For example, a cuckoo hash table will give you a definite found or not found indication with at most two entries examined. Unfortunately, it requires that half the entries in the table be empty to provide this guarantee, so 1000 entries would need a table of 2000 words -- or perhaps 2048 to make hash computations cheaper. There is no additional overhead, since there are no chain links or anything of the sort.

If two words per entry is too much, you can explore the trade-off between the constant number of cells which need to be examined and the density of the table. For example, if you allow each slot to hold two values, you can increase the hash-table density to about 80%, but the number of comparisons to determine where and whether an entry is in the table increases to maximum four instead of two.

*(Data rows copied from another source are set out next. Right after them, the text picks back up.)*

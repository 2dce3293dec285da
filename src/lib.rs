//! idgate registers accounts, proves email ownership through signed links
//! and logs verified users in.

#![forbid(unsafe_code)]
pub mod config;
pub mod crypto;
pub mod error;
pub mod mail;
pub mod router;
pub mod signature;
pub mod telemetry;
pub mod token;
pub mod user;

#[cfg(test)]
mod test_support;

use std::sync::Arc;
use std::time::Duration;

use axum::body::Bytes;
use axum::http::{Method, StatusCode, header};
use axum::routing::{get, post};
use axum::{Router, middleware as AxumMiddleware};
use metrics_exporter_prometheus::PrometheusHandle;
use sqlx::postgres::PgPoolOptions;
use tower::ServiceBuilder;
use tower_http::LatencyUnit;
use tower_http::cors::{Any, CorsLayer};
use tower_http::sensitive_headers::SetSensitiveHeadersLayer;
use tower_http::timeout::TimeoutLayer;
use tower_http::trace::{
    DefaultMakeSpan, DefaultOnRequest, DefaultOnResponse, TraceLayer,
};

pub use error::ServerError;

use crate::mail::{MailManager, Mailer};
use crate::user::{
    AuthService, MemoryUserRepository, PgUserRepository, ServiceConfig,
    UserRepository,
};

const DEFAULT_POOL_SIZE: u32 = 10;

/// MUST NEVER be used in production.
#[cfg(test)]
pub async fn make_request(
    app: Router,
    method: Method,
    path: &str,
    body: String,
) -> axum::http::Response<axum::body::Body> {
    use axum::http::Request;
    use tower::util::ServiceExt;

    app.oneshot(
        Request::builder()
            .method(method)
            .uri(path)
            .header(header::CONTENT_TYPE, "application/json")
            .body(axum::body::Body::from(body))
            .unwrap(),
    )
    .await
    .unwrap()
}

/// State sharing between routes.
#[derive(Clone)]
pub struct AppState {
    pub config: Arc<config::Configuration>,
    pub auth: Arc<AuthService>,
    pub metrics: Option<PrometheusHandle>,
}

/// Create router.
pub fn app(state: AppState) -> Router {
    let middleware = ServiceBuilder::new()
        // Add high level tracing/logging to all requests.
        .layer(
            TraceLayer::new_for_http()
                .on_body_chunk(|chunk: &Bytes, latency: Duration, _span: &tracing::Span| {
                    tracing::trace!(size_bytes = chunk.len(), latency = ?latency, "sending body chunk")
                })
                .make_span_with(DefaultMakeSpan::new().include_headers(true).level(tracing::Level::INFO))
                .on_request(DefaultOnRequest::new())
                .on_response(DefaultOnResponse::new().include_headers(true).latency_unit(LatencyUnit::Micros)),
        )
        // Set a timeout.
        .layer(TimeoutLayer::with_status_code(StatusCode::REQUEST_TIMEOUT, Duration::from_secs(10)))
        // Remove sensitive headers from trace.
        .layer(SetSensitiveHeadersLayer::new([header::AUTHORIZATION, header::COOKIE]))
        // Add CORS preflight support.
        .layer(
            CorsLayer::new()
                .allow_origin(Any)
                .allow_methods([Method::GET, Method::POST, Method::OPTIONS])
                .allow_headers(Any),
        );

    Router::new()
        // `GET /healthcheck` goes to `healthcheck`.
        .route("/healthcheck", get(router::health::healthcheck))
        .route("/metrics", get(router::health::metrics))
        // `POST /register` goes to `register`.
        .route("/register", post(router::register::handler))
        // `GET /verify` consumes verification links.
        .route("/verify", get(router::verify::handler))
        // `POST /login` goes to `login`.
        .route("/login", post(router::login::handler))
        .with_state(state)
        .route_layer(AxumMiddleware::from_fn(telemetry::track))
        .layer(middleware)
}

/// Initialize the application state.
pub async fn initialize_state(
    metrics: Option<PrometheusHandle>,
) -> Result<AppState, Box<dyn std::error::Error>> {
    // read configuration file. let it in memory.
    let config = config::Configuration::default().read()?;

    let repo: Arc<dyn UserRepository> = match &config.postgres {
        Some(pg) => {
            let pool = PgPoolOptions::new()
                .max_connections(pg.pool_size.unwrap_or(DEFAULT_POOL_SIZE))
                .connect(&pg.dsn)
                .await?;
            tracing::info!("postgres connected");

            // execute migrations scripts on start.
            sqlx::migrate!().run(&pool).await?;

            Arc::new(PgUserRepository::new(pool))
        },
        None => {
            tracing::warn!(
                "missing `postgres` entry on configuration, accounts are kept in memory"
            );
            Arc::new(MemoryUserRepository::new())
        },
    };

    // handle mail sender.
    let mailer: Arc<dyn Mailer> = match &config.mail {
        Some(cfg) => Arc::new(MailManager::new(cfg).await?),
        None => {
            tracing::warn!("missing `mail` entry on configuration, links are only logged");
            Arc::new(MailManager::default())
        },
    };

    let auth = AuthService::builder()
        .repository(repo)
        .mailer(mailer)
        .argon2(config.argon2.clone())
        .build(service_config(&config)?)?;

    Ok(AppState {
        config,
        auth: Arc::new(auth),
        metrics,
    })
}

/// [`ServiceConfig`] derived from the loaded configuration.
pub fn service_config(
    config: &config::Configuration,
) -> Result<ServiceConfig, config::ConfigError> {
    let hours = config.verification.link_validity;
    let link_validity = i64::try_from(hours)
        .ok()
        .and_then(chrono::Duration::try_hours)
        .ok_or_else(|| config::ConfigError::Invalid {
            key: "verification.link_validity".to_owned(),
            value: format!("{hours} hours"),
        })?;

    Ok(ServiceConfig {
        signing_key: config.jwt_signing_key.clone(),
        secret_key: config.secret_key.clone(),
        token_expiration: config.jwt_expiration,
        base_url: config.public_url(),
        link_validity,
        enforce_link_expiry: config.verification.enforce_expiry,
    })
}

With four hash functions instead of two and one entry per slot, you can increase the density to 99%, but now you might need to compute up to four hash values as well as doing the four comparisons.

In practice, the hash function for a cuckoo hash can be quite simple (eg. three products xor'd together and a shift, or even simpler if you are prepared to try more possibilities during table construction) and the table can be built in expected time O(N) (and with a reasonably small constant).

Since the discovery of cuckoo hashing, a number of similar datastructures have been invented with the same O(1) guarantee, generally allowing a larger density (and thus a smaller space overhead), but again at the cost of an increased (but constant) number of probes. In general, the approach is to attempt to store the candidate matches consecutively to take advantage of modern CPUs memory caches and potential compare parallelism. If that fits your use case, you might want to look at hopscotch hashing.

If you are willing to expend more time constructing the static table, you could use a perfect hash, which requires only one lookup because it is collision-free. The more time you are willing to spend, the smaller a table you will be able to construct. While it is possible to find a hash which allows 100% utilization of the hash table, the hash function itself needs some storage which is O(N) with a very small constant (a few bits per entry in the table.)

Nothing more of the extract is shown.